We then see a corkboard decorated with thumbtacks and several newspaper clippings, including those reporting on the deaths of all six of the Usher children as well as their family lawyer, Arthur Pym (Mark Hamill, “The Machine”). This is the office of United States attorney Auguste Dupin (Carl Lumbly, “I’m Charlie Walker”), who becomes the nameless first-person narrator in Poe’s version summoned to visit Roderick Usher at his mansion in Vancouver.
Upon Dupin’s arrival, Roderick Usher proceeds to tell his visitor the backstory of his mother and father along with how he founded a company aptly named Fortunato Pharmaceuticals in reference to one of the characters in Poe’s “The Cask of Amontillado.” Then as a bonus, the mentally suffering owner of the home tells the lawyer how all of his children died.
At the beginning of this episode, viewers get six flashbacks, including a courtroom scene in which we learn Dupin is the chief prosecutor who has charged Roderick Usher of 73 felony counts of murder.
Another reference to the past leads us to the most frightening scene, which involves someone coming back from the grave. Flanagan pulls off quite a scare with visually timed lightning strikes along with the song “Mother” by The Newton Brothers.
In the second episode, the focus shifts to Flanagan’s adaptation of another of Poe’s classic tales, “The Masque of the Red Death.” For those who have never read this short story, it’s all about a prince named Prospero who decides to lock himself and his friends in his castle in an effort to save themselves from a plague that causes “sharp pains, and sudden dizziness, and then profuse bleeding at the pores, with dissolution.” While Prospero organizes a costume party (reminding us of the title, a “Masque”) for his guests, an unexpected visitor arrives at the end for Poe to teach the lesson that no one can escape death.

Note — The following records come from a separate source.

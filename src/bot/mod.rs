// src/bot/mod.rs - Wires the transport, dispatcher and scheduler together

use anyhow::{Context, Result};
use log::{error, info, warn};
use std::sync::Arc;
use tokio::sync::{broadcast, mpsc, RwLock};

use crate::bot::counters::CounterStore;
use crate::bot::dispatch::Dispatcher;
use crate::bot::responder::Responder;
use crate::bot::scheduler::Scheduler;
use crate::bot::seen::{FirstTimeLedger, SeenUsers};
use crate::config::ConfigManager;
use crate::overlay::OverlayServer;
use crate::platforms::PlatformConnection;
use crate::storage::Storage;

pub mod counters;
pub mod dispatch;
pub mod responder;
pub mod scheduler;
pub mod seen;

/// The running bot: one platform connection, one dispatcher, one scheduler,
/// and the outbound queue between them.
pub struct ChatBot {
    config: Arc<ConfigManager>,
    connection: Arc<RwLock<Box<dyn PlatformConnection>>>,
    dispatcher: Arc<Dispatcher>,
    scheduler: Arc<Scheduler>,
    outbound_rx: Option<mpsc::Receiver<(String, String)>>,
    shutdown: broadcast::Sender<()>,
    degraded: broadcast::Sender<()>,
}

impl ChatBot {
    pub fn new(
        config: Arc<ConfigManager>,
        connection: Box<dyn PlatformConnection>,
        storage: Arc<dyn Storage>,
        overlay: Option<Arc<OverlayServer>>,
    ) -> Self {
        let (outbound_tx, outbound_rx) = mpsc::channel(100);
        let (shutdown, _) = broadcast::channel(1);
        let (degraded, _) = broadcast::channel(1);

        let responder = Responder::new(outbound_tx, overlay.clone());
        let scheduler = Arc::new(Scheduler::new(Arc::clone(&config), responder.clone()));
        let dispatcher = Arc::new(Dispatcher::new(
            Arc::clone(&config),
            Arc::new(SeenUsers::new()),
            FirstTimeLedger::new(Arc::clone(&storage)),
            Arc::new(CounterStore::new(storage)),
            responder,
            Arc::clone(&scheduler),
            overlay,
            shutdown.clone(),
        ));

        Self {
            config,
            connection: Arc::new(RwLock::new(connection)),
            dispatcher,
            scheduler,
            outbound_rx: Some(outbound_rx),
            shutdown,
            degraded,
        }
    }

    /// Subscribe to the shutdown signal raised by the exit command.
    pub fn subscribe_shutdown(&self) -> broadcast::Receiver<()> {
        self.shutdown.subscribe()
    }

    /// Subscribe to the degraded signal, raised when the platform message
    /// stream dies after a successful start.
    pub fn subscribe_degraded(&self) -> broadcast::Receiver<()> {
        self.degraded.subscribe()
    }

    /// Connect and start the forwarder and receive loops.
    pub async fn start(&mut self) -> Result<()> {
        self.connection
            .write()
            .await
            .connect()
            .await
            .context("platform connection failed")?;

        let receiver = self
            .connection
            .read()
            .await
            .get_message_receiver()
            .context("platform produced no message receiver")?;

        let mut outbound_rx = self
            .outbound_rx
            .take()
            .context("bot already started")?;

        let connection = Arc::clone(&self.connection);
        tokio::spawn(async move {
            while let Some((channel, line)) = outbound_rx.recv().await {
                if let Err(e) = connection.read().await.send_message(&channel, &line).await {
                    error!("failed to send to #{channel}: {e:#}");
                }
            }
            info!("outbound forwarder stopped");
        });

        let dispatcher = Arc::clone(&self.dispatcher);
        let degraded = self.degraded.clone();
        tokio::spawn(async move {
            let mut receiver = receiver;
            loop {
                match receiver.recv().await {
                    // Messages are dispatched one at a time, in arrival
                    // order, so rule side effects never interleave.
                    Ok(message) => dispatcher.dispatch(&message).await,
                    Err(broadcast::error::RecvError::Lagged(n)) => {
                        warn!("receive loop lagged, {n} messages dropped");
                    }
                    Err(broadcast::error::RecvError::Closed) => {
                        warn!("platform message stream closed");
                        if degraded.send(()).is_err() {
                            warn!("no degraded listener registered");
                        }
                        break;
                    }
                }
            }
        });

        self.scheduler.load_periodic_messages().await;
        info!("bot started");
        Ok(())
    }

    /// Best-effort notice to chat that the bot is limping. Used from the
    /// top level when a subsystem died but the connection may still work.
    pub async fn notify_degraded(&self) {
        let config = self.config.snapshot().await;
        let line = format!("{} technical difficulties, please check logs!", config.bot_name);
        let connection = self.connection.read().await;
        if let Err(e) = connection.send_message(config.primary_channel(), &line).await {
            error!("could not post degraded notice: {e:#}");
        }
    }

    pub async fn shutdown(&self) {
        self.scheduler.shutdown().await;
        if let Err(e) = self.connection.write().await.disconnect().await {
            warn!("disconnect failed: {e:#}");
        }
        info!("bot stopped");
    }
}

#[cfg(test)]
mod tests {
    use super::*;
    use crate::config::BotConfig;
    use crate::storage::FileStorage;
    use crate::types::{ChatMessage, TextOrList};
    use async_trait::async_trait;
    use std::collections::HashMap;
    use tokio::sync::Mutex;

    struct FakePlatform {
        receiver: std::sync::Mutex<Option<broadcast::Receiver<ChatMessage>>>,
        sent: Arc<Mutex<Vec<(String, String)>>>,
        connected: bool,
    }

    #[async_trait]
    impl PlatformConnection for FakePlatform {
        async fn connect(&mut self) -> Result<()> {
            self.connected = true;
            Ok(())
        }

        async fn send_message(&self, channel: &str, message: &str) -> Result<()> {
            self.sent
                .lock()
                .await
                .push((channel.to_string(), message.to_string()));
            Ok(())
        }

        async fn is_connected(&self) -> bool {
            self.connected
        }

        fn get_message_receiver(&self) -> Option<broadcast::Receiver<ChatMessage>> {
            self.receiver.lock().unwrap().take()
        }

        fn get_channels(&self) -> Vec<String> {
            vec!["somechannel".to_string()]
        }

        async fn disconnect(&mut self) -> Result<()> {
            self.connected = false;
            Ok(())
        }
    }

    fn test_config() -> BotConfig {
        let mut features = HashMap::new();
        features.insert("greetings".to_string(), true);
        let mut greetings = HashMap::new();
        greetings.insert(
            "default".to_string(),
            crate::config::Greeting {
                chat: Some(TextOrList::One("welcome USERNAME".to_string())),
                media: None,
                shoutout: None,
            },
        );
        BotConfig {
            bot_name: "reactbot".to_string(),
            channels: vec!["somechannel".to_string()],
            features,
            greetings,
            ..Default::default()
        }
    }

    struct Rig {
        bot: ChatBot,
        incoming: broadcast::Sender<ChatMessage>,
        sent: Arc<Mutex<Vec<(String, String)>>>,
        _dir: tempfile::TempDir,
    }

    fn rig() -> Rig {
        let dir = tempfile::tempdir().unwrap();
        let (incoming, rx) = broadcast::channel(16);
        let sent = Arc::new(Mutex::new(Vec::new()));
        let platform = FakePlatform {
            receiver: std::sync::Mutex::new(Some(rx)),
            sent: Arc::clone(&sent),
            connected: false,
        };
        let manager = Arc::new(ConfigManager::from_config(test_config()).unwrap());
        let bot = ChatBot::new(
            manager,
            Box::new(platform),
            Arc::new(FileStorage::new(dir.path())),
            None,
        );
        Rig {
            bot,
            incoming,
            sent,
            _dir: dir,
        }
    }

    fn message(username: &str, content: &str) -> ChatMessage {
        ChatMessage {
            channel: "somechannel".to_string(),
            username: username.to_string(),
            display_name: None,
            content: content.to_string(),
            timestamp: chrono::Utc::now(),
            user_badges: Some(vec![]),
            is_mod: false,
            is_vip: false,
        }
    }

    async fn wait_for_sent(sent: &Arc<Mutex<Vec<(String, String)>>>) -> Vec<(String, String)> {
        for _ in 0..100 {
            {
                let lines = sent.lock().await;
                if !lines.is_empty() {
                    return lines.clone();
                }
            }
            tokio::time::sleep(std::time::Duration::from_millis(5)).await;
        }
        sent.lock().await.clone()
    }

    #[tokio::test]
    async fn incoming_message_flows_out_as_reply() {
        let mut rig = rig();
        rig.bot.start().await.unwrap();
        rig.incoming.send(message("ann", "hello")).unwrap();
        let sent = wait_for_sent(&rig.sent).await;
        assert_eq!(
            sent,
            vec![("somechannel".to_string(), "welcome ann".to_string())]
        );
    }

    #[tokio::test]
    async fn closed_message_stream_raises_degraded_signal() {
        let mut rig = rig();
        let mut degraded = rig.bot.subscribe_degraded();
        rig.bot.start().await.unwrap();

        drop(rig.incoming);
        degraded.recv().await.unwrap();

        rig.bot.notify_degraded().await;
        let sent = wait_for_sent(&rig.sent).await;
        assert_eq!(
            sent,
            vec![(
                "somechannel".to_string(),
                "reactbot technical difficulties, please check logs!".to_string()
            )]
        );
    }
}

This story allows Flanagan to set up more visually frightening scenes as the director introduces how Roderick Usher’s youngest, Prospero aka “Perry,” dies during an orgy that he’s organized. The gruesome ending of this sequence reminds “Stranger Things” fans of the season three episode titled, “Chapter One: Suzie, Do You Copy?” when a new monster in the sewers is created from the bones and flesh of the rats inhabiting the place.
Setting aside the TV-MA material in Netflix’s “Fall of the House of Usher,” those who decide to stick with it until the eighth and final episode may end up going back to Poe to read his stories and poems, which Flanagan would deserve credit for if that was his original intent in creating the series.
With the series scoring an 85% on Rotten Tomatoes and remaining at No. 3 on Netflix as of Monday, Oct. 30, it wouldn’t be surprising that Flanagan’s complete makeover of Poe’s “Fall of the House …” could usher in more modern adaptations of other famous gothic literature for the next Halloween season.